Real estate prices dropping would be a literal godsend to the enormous numbers of New Yorkers who pay rent. That’s how you can tell it will never happen.
Legions of our (seemingly semi-striking) police could be deployed to stand at intersections and 1) redirect wrong-way bikers, 2) insist motorized vehicles move out of bike lanes, 3) stop bikes at lights and stop signs, 4) ticket speeders, 5) ticket cars and trucks parked in bike lanes, 6) stop parking in bike lanes.
Thank you, Michele Herman, for your article. I’ve been riding a regular bike for years, but now feel endangered as never before. That’s true when I’m a pedestrian, too, and driving here is trickier than ever. I’m scared I’ll hit or be hit by one of those grim-faced, determined delivery men doing whatever they have to do to make time.
Paris made ebikes and escooters illegal. NYC should do the same. This simple solution is the best. What’s more important than the safety of the general population?
ebikes are ubiquitous in Paris. Paris banned rental e-scooters.
Thank you for a thorough and considered article. I appreciate your delineation of the problem and that it is up to the reader to imagine potential solutions. The delivery situation, especially food, is as you point out, nothing we could have imagined. And in terms of scale it is pretty specific to NYC. In Paris, France, for example, this situation has not developed the way it has here in NYC.
Thanks for your thoughtful and comprehensive essay.
I – too – own my own bike. I continue to store it in my apartment. And the next few days’ likely weather explain why I mostly rely on Citi Bikes. I assume you – too – live in a NYC apartment. I assume you – too – have cleaned your own Raleigh after a foul-weather ride. That’s why I mostly rely on Citi Bikes. (Leave bike cleaning to others.) For preference (and my Citi Bike usage record reflects this), since electric-assist Citi Bikes became available, I’ve used them – total – less than half a dozen times.
I really appreciate your paragraph delineating different flavors of motorized 2-wheeled … conveyances. (Good choice of a word.) I know it flies in the face of what NY State’s Legislature has authorized, but for me: If it has a motor, it’s a motorcycle. End of story.
You mention your collaboration with Charlie Komanoff, who could bring what I lack to this discussion: numbers and data.
Before everything I’ve mentioned – culminating in Numbers and Data – alienate everyone, here’s a suggestion: If you didn’t watch its original broadcast, catch up with John Oliver’s ‘Last Week Tonight’ from Sunday, March 31, 2024. In his inimitable style, Oliver skewers the unmitigated blight of Delivery Apps – a trifecta blight to shared public space, to restaurants and to the deliveristas.
Broken-record-time: NY State’s Legislature could – at a minimum – remedy the deliverista problem they created: revise / amend NY State’s labor law to define the status of deliveristas as ’employees’, not ‘independent contractors’.
Yes, they should be employees with the delivery companies, which should provide them with safe bikes, helmets and most of all INSURANCE.

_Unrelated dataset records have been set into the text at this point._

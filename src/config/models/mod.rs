//! Configuration data models

pub mod auth;
pub mod authz;
pub mod navigation;

// Re-export all configuration types
pub use auth::*;
pub use authz::*;
pub use navigation::*;

use crate::auth::session::DEFAULT_INACTIVITY_TIMEOUT_SECS;

/// Shortest accepted inactivity timeout
pub const MIN_INACTIVITY_TIMEOUT_SECS: u64 = 60;

/// Longest accepted inactivity timeout (one day)
pub const MAX_INACTIVITY_TIMEOUT_SECS: u64 = 86_400;

/// Default inactivity timeout in seconds
pub fn default_inactivity_timeout_secs() -> u64 {
    DEFAULT_INACTIVITY_TIMEOUT_SECS
}

/// Default redirect target for denied access
pub fn default_unauthorized_redirect() -> String {
    crate::auth::guard::DEFAULT_UNAUTHORIZED_PATH.to_string()
}

fn default_true() -> bool {
    true
}
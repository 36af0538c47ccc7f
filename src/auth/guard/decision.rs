//! Authorization decisions
//!
//! A denied check is an ordinary outcome. Nothing on this path returns an
//! error or panics; callers get a boolean or a [`Guarded`] value and route to
//! the fallback themselves.

use crate::auth::rbac::{Role, RoleSet, granting_roles, resolve_permissions};
use crate::auth::session::SessionSnapshot;
use serde::Serialize;
use tracing::debug;

use super::requirement::{AccessRequirement, GuardSpec};

/// Default redirect target for denied access
pub const DEFAULT_UNAUTHORIZED_PATH: &str = "/unauthorized";

/// Decide a single requirement against a role set
pub fn authorize(requirement: &AccessRequirement, roles: &RoleSet) -> bool {
    match requirement {
        AccessRequirement::AllowedRoles(allowed) => roles.contains_any(allowed),
        AccessRequirement::Policy(allowed) => *allowed,
        AccessRequirement::Permission { resource, action } => {
            resolve_permissions(roles).allows(*resource, *action)
        }
    }
}

/// Decide a declarative guard against a role set
///
/// Checks run in a fixed order and each present field overwrites the result
/// of the previous one. No fields set means deny.
pub fn authorize_spec(spec: &GuardSpec, roles: &RoleSet) -> bool {
    let mut can_access = false;

    if let Some(allowed) = spec.allowed_roles.as_deref() {
        if !allowed.is_empty() {
            can_access = roles.contains_any(allowed);
        }
    }

    if let Some(allowed) = spec.policy {
        can_access = allowed;
    }

    if let Some(permission) = spec.permissions {
        can_access = resolve_permissions(roles).allows(permission.resource, permission.action);
    }

    can_access
}

/// Outcome of a check with the roles that produced it
#[derive(Debug, Clone, PartialEq, Eq, Serialize)]
pub struct AuthzDecision {
    /// Whether access is granted
    pub granted: bool,
    /// Held roles that granted access
    pub granted_by: Vec<Role>,
    /// Reason for denial (if not granted)
    pub reason: Option<String>,
}

impl AuthzDecision {
    fn grant(granted_by: Vec<Role>) -> Self {
        Self {
            granted: true,
            granted_by,
            reason: None,
        }
    }

    fn deny(reason: impl Into<String>) -> Self {
        Self {
            granted: false,
            granted_by: Vec::new(),
            reason: Some(reason.into()),
        }
    }
}

/// Explain a single requirement against a role set
pub fn explain(requirement: &AccessRequirement, roles: &RoleSet) -> AuthzDecision {
    match requirement {
        AccessRequirement::AllowedRoles(allowed) => {
            let held: Vec<Role> = roles.iter().filter(|role| allowed.contains(role)).collect();
            if held.is_empty() {
                AuthzDecision::deny(format!("Requires {}", requirement))
            } else {
                AuthzDecision::grant(held)
            }
        }
        AccessRequirement::Policy(true) => AuthzDecision::grant(Vec::new()),
        AccessRequirement::Policy(false) => AuthzDecision::deny("Denied by policy"),
        AccessRequirement::Permission { resource, action } => {
            let granted_by = granting_roles(roles, *resource, *action);
            if granted_by.is_empty() {
                AuthzDecision::deny(format!("Missing permission: {}.{}", resource, action))
            } else {
                AuthzDecision::grant(granted_by)
            }
        }
    }
}

/// Explain a declarative guard; agrees with [`authorize_spec`]
pub fn explain_spec(spec: &GuardSpec, roles: &RoleSet) -> AuthzDecision {
    match spec.effective_requirement() {
        Some(requirement) => explain(&requirement, roles),
        None => AuthzDecision::deny("No access requirement supplied"),
    }
}

/// What a denied guard does instead of rendering
#[derive(Debug, Clone, PartialEq, Eq, Serialize)]
pub enum Fallback {
    /// Navigate to another view
    Redirect(String),
    /// Render nothing (buttons, menu entries)
    Hide,
}

impl Default for Fallback {
    fn default() -> Self {
        Fallback::Redirect(DEFAULT_UNAUTHORIZED_PATH.to_string())
    }
}

/// Result of running protected content through a guard
#[derive(Debug, Clone, PartialEq, Eq)]
pub enum Guarded<T> {
    /// Access granted; the content was produced
    Render(T),
    /// Access denied; navigate here
    Redirect(String),
    /// Access denied; render nothing
    Hidden,
}

impl<T> Guarded<T> {
    pub fn is_rendered(&self) -> bool {
        matches!(self, Guarded::Render(_))
    }

    pub fn into_content(self) -> Option<T> {
        match self {
            Guarded::Render(content) => Some(content),
            _ => None,
        }
    }

    pub fn redirect_target(&self) -> Option<&str> {
        match self {
            Guarded::Redirect(target) => Some(target),
            _ => None,
        }
    }
}

/// Access requirement wrapped around a protected region
#[derive(Debug, Clone, PartialEq, Eq)]
pub struct Guard {
    spec: GuardSpec,
    fallback: Fallback,
}

impl Guard {
    pub fn new(requirement: impl Into<GuardSpec>) -> Self {
        Self {
            spec: requirement.into(),
            fallback: Fallback::default(),
        }
    }

    pub fn with_fallback(mut self, fallback: Fallback) -> Self {
        self.fallback = fallback;
        self
    }

    pub fn spec(&self) -> &GuardSpec {
        &self.spec
    }

    pub fn fallback(&self) -> &Fallback {
        &self.fallback
    }

    /// Whether the session may enter
    pub fn check(&self, session: &SessionSnapshot) -> bool {
        let can_access = authorize_spec(&self.spec, session.roles());
        debug!(
            "Guard {:?} for {:?} session: {}",
            self.spec,
            session.status(),
            if can_access { "allow" } else { "deny" }
        );
        can_access
    }

    pub fn explain(&self, session: &SessionSnapshot) -> AuthzDecision {
        explain_spec(&self.spec, session.roles())
    }

    /// Produce the content if allowed, the fallback otherwise
    ///
    /// `content` is only invoked when access is granted.
    pub fn protect<T, F>(&self, session: &SessionSnapshot, content: F) -> Guarded<T>
    where
        F: FnOnce() -> T,
    {
        if self.check(session) {
            return Guarded::Render(content());
        }

        match &self.fallback {
            Fallback::Redirect(target) => Guarded::Redirect(target.clone()),
            Fallback::Hide => Guarded::Hidden,
        }
    }
}
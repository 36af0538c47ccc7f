//! Session store
//!
//! Holds the current [`SessionSnapshot`] behind an `ArcSwap`. Each transition
//! swaps in a whole new snapshot, so a reader always sees one consistent role
//! set for the duration of a decision.

use crate::config::SessionConfig;
use crate::utils::error::Result;
use arc_swap::ArcSwap;
use chrono::{DateTime, Utc};
use std::sync::Arc;
use tracing::{debug, info, warn};

use super::provider::IdentityProvider;
use super::types::{Credentials, Identity, SessionEnd, SessionSnapshot, SessionStatus};

/// Default inactivity timeout (30 minutes)
pub const DEFAULT_INACTIVITY_TIMEOUT_SECS: u64 = 1800;

/// Source of truth for the signed-in user and their roles
#[derive(Debug)]
pub struct SessionStore {
    current: ArcSwap<SessionSnapshot>,
    inactivity_timeout: chrono::Duration,
}

impl SessionStore {
    /// Create a store in the unauthenticated state
    pub fn new(config: &SessionConfig) -> Self {
        Self::with_timeout_secs(config.inactivity_timeout_secs)
    }

    pub fn with_timeout_secs(secs: u64) -> Self {
        let secs = i64::try_from(secs)
            .unwrap_or(i64::MAX)
            .min(i64::MAX / 1000);
        Self {
            current: ArcSwap::from_pointee(SessionSnapshot::unauthenticated()),
            inactivity_timeout: chrono::Duration::seconds(secs),
        }
    }

    /// Current snapshot; cheap to clone and safe to hold across a render
    pub fn snapshot(&self) -> Arc<SessionSnapshot> {
        self.current.load_full()
    }

    pub fn status(&self) -> SessionStatus {
        self.current.load().status()
    }

    pub fn is_authenticated(&self) -> bool {
        self.current.load().is_authenticated()
    }

    pub fn inactivity_timeout(&self) -> chrono::Duration {
        self.inactivity_timeout
    }

    fn replace(&self, next: SessionSnapshot) -> Arc<SessionSnapshot> {
        let next = Arc::new(next);
        self.current.store(Arc::clone(&next));
        next
    }

    /// Credentials submitted; grants nothing until verified
    pub fn begin_authentication(&self) -> Arc<SessionSnapshot> {
        debug!("Session authenticating");
        self.replace(SessionSnapshot::authenticating())
    }

    /// Install a verified identity
    pub fn on_login(&self, identity: Identity) -> Arc<SessionSnapshot> {
        self.on_login_at(identity, Utc::now())
    }

    pub fn on_login_at(&self, identity: Identity, now: DateTime<Utc>) -> Arc<SessionSnapshot> {
        info!(
            "User {} signed in with roles {}",
            identity.email, identity.roles
        );
        self.replace(SessionSnapshot::authenticated(identity, now))
    }

    /// Run the full login flow against an identity provider
    ///
    /// A session that is still signed in is logged out first. On failure the
    /// store returns to the signed-out snapshot it started from, unless
    /// another transition replaced the pending snapshot in the meantime. The
    /// provider's error is passed back to the caller.
    pub async fn login(
        &self,
        provider: &dyn IdentityProvider,
        credentials: &Credentials,
    ) -> Result<Arc<SessionSnapshot>> {
        let current = self.snapshot();
        let signed_out = match current.status() {
            SessionStatus::Authenticated => self.on_logout(),
            SessionStatus::Authenticating => Arc::new(SessionSnapshot::unauthenticated()),
            SessionStatus::Unauthenticated => current,
        };
        let pending = self.begin_authentication();

        match provider.authenticate(credentials).await {
            Ok(identity) => Ok(self.on_login(identity)),
            Err(e) => {
                warn!("Login failed for {}: {}", credentials.email, e);
                let previous = self.current.compare_and_swap(&pending, signed_out);
                if !Arc::ptr_eq(&previous, &pending) {
                    debug!("Session changed while login was pending; keeping it");
                }
                Err(e)
            }
        }
    }

    /// Explicit logout; roles are cleared
    pub fn on_logout(&self) -> Arc<SessionSnapshot> {
        if let Some(identity) = self.current.load().identity() {
            info!("User {} signed out", identity.email);
        }
        self.replace(SessionSnapshot::ended(SessionEnd::LoggedOut))
    }

    /// Record user activity; returns false when nobody is signed in
    pub fn touch(&self) -> bool {
        self.touch_at(Utc::now())
    }

    pub fn touch_at(&self, now: DateTime<Utc>) -> bool {
        let mut touched = false;
        self.current.rcu(|current| {
            touched = current.is_authenticated();
            if touched {
                Arc::new(current.with_activity(now))
            } else {
                Arc::clone(current)
            }
        });
        touched
    }

    /// End the session if it has been idle past the timeout
    pub fn expire_if_idle(&self) -> bool {
        self.expire_if_idle_at(Utc::now())
    }

    pub fn expire_if_idle_at(&self, now: DateTime<Utc>) -> bool {
        let mut expired = false;
        self.current.rcu(|current| {
            expired = current.is_idle_at(now, self.inactivity_timeout);
            if expired {
                Arc::new(SessionSnapshot::ended(SessionEnd::Expired))
            } else {
                Arc::clone(current)
            }
        });

        if expired {
            info!("Session expired after inactivity");
        }
        expired
    }
}

impl Default for SessionStore {
    fn default() -> Self {
        Self::with_timeout_secs(DEFAULT_INACTIVITY_TIMEOUT_SECS)
    }
}
//! Utility modules for the authorization core
//!
//! - **crypto**: password hashing for configured users
//! - **error**: error type and result alias
//! - **logging**: `tracing` subscriber setup

pub mod crypto;
pub mod error;
pub mod logging;

pub use error::{AuthzError, Result};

The big lie is that Citi Bikes and delivery bikes turn off at 20 mph, when they can do up to 40 and 50 mph. You will never know that fact unless you are doing 30 mph, as I do as a professional bike racer, and have all types of e-vehicles pass you.
It’s sad that the author still needs to defend her old friends cum lobbyists at TransAlt, especially their warped founder Chuck Komanoff.